T HE silent night that brings the quiet pause,
From painful travails of the weary day,
Prolongs my careful thoughts, and makes me blame
The slow Aurore , that so for love or shame
Doth long delay to show her blushing face,
And now the day renews my griefful plaint.
Fer. My gracious lady, and my mother dear,
Pardon my grief for your so grieved mind
To ask what cause tormenteth so your heart.
Vid. So great a wrong and so unjust despite,
Without all cause against all course of kind!
Fer. Such causeless wrong and so unjust despite,
May have redress, or, at the least, revenge.
Vid. Neither, my son; such is the froward will,
The person such, such my mishap and thine.
Fer. Mine know I none, but grief for your distress.
Vid. Yes; mine for thine, my son. A father? no:
In kind a father, not in kindliness.
Fer. My Father? why, I know nothing at all,
Wherein I have misdone unto his grace.
Vid. Therefore, the more unkind to thee and me.
For, knowing well, my son, the tender love
That I have ever borne, and bear to thee;
He grieved thereat, is not content alone,
To spoil thee of my sight, my chiefest joy,
But thee, of thy birth-right and heritage,
Causeless, unkindly, and in wrongful wise,
Against all law and right, he will bereave:
Half of his kingdom he will give away.
Fer. To whom?
Vid. Even to Porrex , his younger son;
Whose growing pride I do so sore suspect,
That, being rais'd to equal rule with thee,
Methinks I see his envious heart to swell,
Fill'd with disdain and with ambitious hope.
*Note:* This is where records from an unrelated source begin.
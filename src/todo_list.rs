//! Working Todo List
//!
//! In-memory list behind the list view plus slice-based pagination.

use std::ops::Range;

use todo_api::Todo;

/// Rows per page
pub const PAGE_SIZE: usize = 10;

/// Client-side copy of the backend collection, newest first
#[derive(Debug, Clone, Default, PartialEq)]
pub struct TodoList {
    todos: Vec<Todo>,
}

impl TodoList {
    /// Build from a `GET /api/todos` response.
    ///
    /// The backend order is reversed so recent inserts come first. That order is
    /// whatever the backend returns; ids are not assumed to be monotonic.
    pub fn from_fetched(mut todos: Vec<Todo>) -> Self {
        todos.reverse();
        Self { todos }
    }

    #[cfg(test)]
    pub fn todos(&self) -> &[Todo] {
        &self.todos
    }

    pub fn len(&self) -> usize {
        self.todos.len()
    }

    pub fn is_empty(&self) -> bool {
        self.todos.is_empty()
    }

    pub fn prepend(&mut self, todo: Todo) {
        self.todos.insert(0, todo);
    }

    /// Flip one item's completion flag, returning the full mutated item
    pub fn toggle_completed(&mut self, todo_id: i32) -> Option<Todo> {
        let todo = self.todos.iter_mut().find(|t| t.todo_id == todo_id)?;
        *todo = todo.toggled();
        Some(todo.clone())
    }

    /// Swap in an edited item by id. Returns false if it is no longer listed.
    pub fn replace(&mut self, updated: Todo) -> bool {
        match self.todos.iter_mut().find(|t| t.todo_id == updated.todo_id) {
            Some(todo) => {
                *todo = updated;
                true
            }
            None => false,
        }
    }

    pub fn remove(&mut self, todo_id: i32) -> Option<Todo> {
        let index = self.todos.iter().position(|t| t.todo_id == todo_id)?;
        Some(self.todos.remove(index))
    }

    /// Rows shown on 1-based `page`
    pub fn page(&self, page: usize) -> &[Todo] {
        &self.todos[page_range(self.todos.len(), page)]
    }

    pub fn page_count(&self) -> usize {
        self.todos.len().div_ceil(PAGE_SIZE)
    }
}

/// Index range `[(page-1)*PAGE_SIZE, page*PAGE_SIZE)` clipped to `len`
pub fn page_range(len: usize, page: usize) -> Range<usize> {
    if page == 0 {
        return 0..0;
    }
    let start = ((page - 1) * PAGE_SIZE).min(len);
    let end = (page * PAGE_SIZE).min(len);
    start..end
}

/// Keep `page` within `1..=page_count` (page 1 when the list is empty)
pub fn clamp_page(page: usize, page_count: usize) -> usize {
    page.clamp(1, page_count.max(1))
}

#[cfg(test)]
mod tests {
    use super::*;

    fn make_todo(id: i32) -> Todo {
        Todo {
            todo_id: id,
            title: Some(format!("Todo {}", id)),
            description: Some(format!("Description {}", id)),
            created_at: Some("2023-10-31".to_string()),
            completed: false,
        }
    }

    fn make_list(n: i32) -> TodoList {
        TodoList::from_fetched((1..=n).map(make_todo).collect())
    }

    fn ids(todos: &[Todo]) -> Vec<i32> {
        todos.iter().map(|t| t.todo_id).collect()
    }

    #[test]
    fn test_load_reverses_order() {
        let list = TodoList::from_fetched(vec![make_todo(3), make_todo(8), make_todo(5)]);
        assert_eq!(ids(list.todos()), vec![5, 8, 3]);
    }

    #[test]
    fn test_pagination() {
        let list = make_list(25);

        assert_eq!(list.page_count(), 3);
        assert_eq!(list.page(1).len(), 10);
        assert_eq!(list.page(3).len(), 5);
        // Newest first: page 1 starts with the last fetched item
        assert_eq!(list.page(1)[0].todo_id, 25);
        assert_eq!(ids(list.page(2)), (6..=15).rev().collect::<Vec<_>>());
        assert!(list.page(4).is_empty());
        assert!(list.page(0).is_empty());
    }

    #[test]
    fn test_page_count_boundaries() {
        assert_eq!(make_list(0).page_count(), 0);
        assert_eq!(make_list(1).page_count(), 1);
        assert_eq!(make_list(10).page_count(), 1);
        assert_eq!(make_list(11).page_count(), 2);
    }

    #[test]
    fn test_page_range() {
        assert_eq!(page_range(15, 1), 0..10);
        assert_eq!(page_range(15, 2), 10..15);
        assert_eq!(page_range(15, 3), 15..15);
        assert_eq!(page_range(0, 1), 0..0);
    }

    #[test]
    fn test_prepend() {
        let mut list = make_list(3);
        list.prepend(make_todo(99));

        assert_eq!(list.len(), 4);
        assert_eq!(list.todos()[0].todo_id, 99);
    }

    #[test]
    fn test_toggle_flips_only_target() {
        let mut list = make_list(3);
        let updated = list.toggle_completed(2).unwrap();

        assert!(updated.completed);
        assert_eq!(updated.todo_id, 2);
        assert_eq!(updated.title.as_deref(), Some("Todo 2"));
        for todo in list.todos() {
            assert_eq!(todo.completed, todo.todo_id == 2);
        }

        let back = list.toggle_completed(2).unwrap();
        assert!(!back.completed);
    }

    #[test]
    fn test_toggle_missing() {
        let mut list = make_list(2);
        assert!(list.toggle_completed(42).is_none());
        assert!(list.todos().iter().all(|t| !t.completed));
    }

    #[test]
    fn test_remove_exactly_one() {
        let mut list = make_list(5);
        let removed = list.remove(3).unwrap();

        assert_eq!(removed.todo_id, 3);
        assert_eq!(ids(list.todos()), vec![5, 4, 2, 1]);
        assert!(list.remove(3).is_none());
        assert_eq!(list.len(), 4);
    }

    #[test]
    fn test_replace() {
        let mut list = make_list(2);
        let mut edited = make_todo(1);
        edited.title = Some("Edited".into());
        edited.completed = true;

        assert!(list.replace(edited.clone()));
        assert_eq!(list.todos()[1], edited);
        assert!(!list.replace(make_todo(77)));
        assert_eq!(list.len(), 2);
    }

    #[test]
    fn test_clamp_page() {
        assert_eq!(clamp_page(3, 2), 2);
        assert_eq!(clamp_page(0, 2), 1);
        assert_eq!(clamp_page(2, 0), 1);
        assert_eq!(clamp_page(2, 5), 2);
    }
}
The end the gods do know, whose altars I
Full oft have made in vain of cattle slain
To send the sacred smoke to Heaven's throne,
For thee, my son, if things do so succeed,
As now my jealous mind misdeemeth sore.
Fer. Madam, leave care and careful plaint for me.
Just hath my father been to every wight:
His first injustice he will not extend
To me, I trust, that give no cause thereof;
My brother's pride shall hurt himself, not me.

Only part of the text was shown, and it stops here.